Perhaps I'm reading this differently than others, but appears that you're putting DD to bed at 7p, and she's not falling to sleep til 10p...but it happily playing between 7 and 10.

This describes our DD, now 6. She goes to bed at 7, and until K would play in bed/in her room til 8 or 9, and occasionally 10. She never complained about it, and if she was up (ie not in her room) past 7, a HUGE meltdown at bedtime was a given, and she was usually a bear the next day. She did nap/have quiet time from 1-3, but also very clearly needed that as well.

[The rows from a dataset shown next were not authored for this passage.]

impl MarketplaceDatabase for SqliteDatabase {
    fn url(&self) -> &str {
        self.url.as_str()
    }

    async fn place_order(&self, order: NewOrder) -> Result<Order, MarketplaceError> {
        let mut tx = self.pool.begin().await?;
        let order = orders::insert_order(order, &mut tx).await?;
        tx.commit().await?;
        info!("🗃️ Order {} [{}] placed. Total {}", order.id, order.order_number, order.total);
        Ok(order)
    }

    async fn fetch_order(&self, order_id: OrderId) -> Result<Option<Order>, MarketplaceError> {
        let mut conn = self.pool.acquire().await?;
        let order = orders::fetch_order(order_id, &mut conn).await?;
        Ok(order)
    }

    async fn fetch_order_by_number(&self, order_number: &str) -> Result<Option<Order>, MarketplaceError> {
        let mut conn = self.pool.acquire().await?;
        let order = orders::fetch_order_by_number(order_number, &mut conn).await?;
        Ok(order)
    }

    async fn fetch_line_items(&self, order_id: OrderId) -> Result<Vec<LineItem>, MarketplaceError> {
        let mut conn = self.pool.acquire().await?;
        let items = orders::fetch_line_items(order_id, &mut conn).await?;
        Ok(items)
    }

    async fn apply_transition(
        &self,
        order_id: OrderId,
        requested: OrderStatusType,
        settings: &CommissionSettings,
    ) -> Result<TransitionOutcome, MarketplaceError> {
        let mut tx = self.pool.begin().await?;
        let order = orders::fetch_order(order_id, &mut tx).await?.ok_or(MarketplaceError::OrderNotFound(order_id))?;
        let plan = plan_transition(order.status, requested)?;
        let items = orders::fetch_line_items(order_id, &mut tx).await?;
        let mut settlement = None;
        let mut reversal = None;
        for effect in &plan.effects {
            match effect {
                OrderEffect::ReserveInventory => {
                    for item in &items {
                        inventory::reserve(item.product_id, item.quantity, &mut tx).await?;
                    }
                },
                OrderEffect::ReleaseInventory => {
                    for item in &items {
                        inventory::release(item.product_id, item.quantity, &mut tx).await?;
                    }
                },
                OrderEffect::CommitInventory => {
                    for item in &items {
                        inventory::commit(item.product_id, item.quantity, &mut tx).await?;
                    }
                },
                OrderEffect::SettleCommissions => {
                    settlement = Some(ledger::settle_order(&order, settings, &mut tx).await?);
                },
                OrderEffect::ReverseCommissions => {
                    reversal = Some(ledger::reverse_order(&order, &mut tx).await?);
                },
                OrderEffect::InvalidateTracking => {},
            }
        }
        let new_order = orders::compare_and_set_status(order_id, order.status, requested, &mut tx).await?.ok_or_else(
            || MarketplaceError::SettlementUnavailable(format!("Order {order_id} was modified by another writer")),
        )?;
        tx.commit().await?;
        debug!("🗃️ Order {order_id} moved from {} to {}", plan.from, plan.to);
        let mut outcome = TransitionOutcome::new(order, new_order, plan);
        outcome.settlement = settlement;
        outcome.reversal = reversal;
        Ok(outcome)
    }

    async fn settle_on_delivery(
        &self,
        order_id: OrderId,
        settings: &CommissionSettings,
    ) -> Result<SettlementOutcome, MarketplaceError> {
        let mut tx = self.pool.begin().await?;
        let order = orders::fetch_order(order_id, &mut tx).await?.ok_or(MarketplaceError::OrderNotFound(order_id))?;
        if order.status != OrderStatusType::Delivered {
            return Err(MarketplaceError::OrderNotSettleable { order_id, status: order.status });
        }
        let outcome = ledger::settle_order(&order, settings, &mut tx).await?;
        tx.commit().await?;
        Ok(outcome)
    }

    async fn reverse_commissions(&self, order_id: OrderId) -> Result<ReversalOutcome, MarketplaceError> {
        let mut tx = self.pool.begin().await?;
        let order = orders::fetch_order(order_id, &mut tx).await?.ok_or(MarketplaceError::OrderNotFound(order_id))?;
        let outcome = ledger::reverse_order(&order, &mut tx).await?;
        tx.commit().await?;
        Ok(outcome)
    }

    async fn replay_skipped_items(
        &self,
        order_id: OrderId,
        settings: &CommissionSettings,
    ) -> Result<SettlementOutcome, MarketplaceError> {
        let mut tx = self.pool.begin().await?;
        let order = orders::fetch_order(order_id, &mut tx).await?.ok_or(MarketplaceError::OrderNotFound(order_id))?;
        if order.status != OrderStatusType::Delivered {
            return Err(MarketplaceError::OrderNotSettleable { order_id, status: order.status });
        }
        let outcome = ledger::replay_exceptions(&order, settings, &mut tx).await?;
        tx.commit().await?;
        Ok(outcome)
    }

    async fn flag_for_reconciliation(
        &self,
        order_id: OrderId,
        requested: OrderStatusType,
        reason: &str,
    ) -> Result<ReconciliationFlag, MarketplaceError> {
        let mut tx = self.pool.begin().await?;
        let flag = reconciliation::upsert_flag(order_id, requested, reason, &mut tx).await?;
        tx.commit().await?;
        Ok(flag)
    }

    async fn resolve_reconciliation_flag(&self, flag_id: i64) -> Result<(), MarketplaceError> {
        let mut tx = self.pool.begin().await?;
        if !reconciliation::resolve_flag(flag_id, &mut tx).await? {
            debug!("🗃️ Reconciliation flag {flag_id} was already resolved, or does not exist");
        }
        tx.commit().await?;
        Ok(())
    }

    async fn open_reconciliation_flags(&self) -> Result<Vec<ReconciliationFlag>, MarketplaceError> {
        let mut conn = self.pool.acquire().await?;
        let flags = reconciliation::fetch_open_flags(&mut conn).await?;
        Ok(flags)
    }

    async fn open_settlement_exceptions(&self) -> Result<Vec<SettlementException>, MarketplaceError> {
        let mut conn = self.pool.acquire().await?;
        let exceptions = reconciliation::fetch_open_exceptions(&mut conn).await?;
        Ok(exceptions)
    }

    async fn close_settlement_exceptions(&self, order_id: OrderId) -> Result<usize, MarketplaceError> {
        let mut tx = self.pool.begin().await?;
        let closed = reconciliation::close_open_exceptions(order_id, &mut tx).await?;
        tx.commit().await?;
        if closed > 0 {
            debug!("🗃️ Closed {closed} settlement exceptions on order {order_id}");
        }
        Ok(usize::try_from(closed).unwrap_or(usize::MAX))
    }

    async fn assign_delivery_agent(&self, order_id: OrderId, agent_id: i64) -> Result<Order, MarketplaceError> {
        let mut tx = self.pool.begin().await?;
        let order = orders::fetch_order(order_id, &mut tx).await?.ok_or(MarketplaceError::OrderNotFound(order_id))?;
        if order.status == OrderStatusType::Delivered || order.status.is_terminal() {
            return Err(MarketplaceError::InvalidOrder(format!(
                "Order {order_id} is {}, so its delivery agent can no longer change",
                order.status
            )));
        }
        catalog::fetch_payee(PayeeType::DeliveryAgent, agent_id, &mut tx)
            .await?
            .ok_or(MarketplaceError::DeliveryAgentNotFound(agent_id))?;
        let order = orders::update_delivery_agent(order_id, agent_id, &mut tx)
            .await?
            .ok_or(MarketplaceError::OrderNotFound(order_id))?;
        tx.commit().await?;
        Ok(order)
    }

    async fn set_payment_reference(&self, order_id: OrderId, reference: &str) -> Result<Order, MarketplaceError> {
        let mut tx = self.pool.begin().await?;
        let order = orders::update_payment_reference(order_id, reference, &mut tx)
            .await?
            .ok_or(MarketplaceError::OrderNotFound(order_id))?;
        tx.commit().await?;
        Ok(order)
    }

    async fn close(&mut self) -> Result<(), MarketplaceError> {
        self.pool.close().await;
        Ok(())
    }
}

Now that she's in K, she still has quiet time on the weekend from 1-3, and still very much needs it. Since she's 'napless' during the week, she usually is asleep by 8:30-8:45. The other difference between this year and prior is that she can occasionally stay up past bed time, and we miss the meltdown phases. But that's not a given.

Some kids just need to the time to wind down on their own. DD is one; appears your DD may be another. If she were really complaining about the time in her room, I *might* consider dropping the nap...but at 3 many/most kids still need a nap/quiet time IMHO.

mommysammi
04-09-2010, 06:24 PM
Thanks for sharing!

DD needs to wake up at 7am so we can take DS to school. The odd thing is, even on the weekends, DD will wake up at 7am on her own. Probably because she's so used to it.

I might start skipping a nap every other day. She does pretty well on those days when she skips a nap but totally crashes the following day.

I hope it's nothing genetic because I have always had a hard time falling asleep which is why I'm a night owl. DH, on the other hand, can sleep anytime and anywhere. DS is like DH. Can it be hereditary?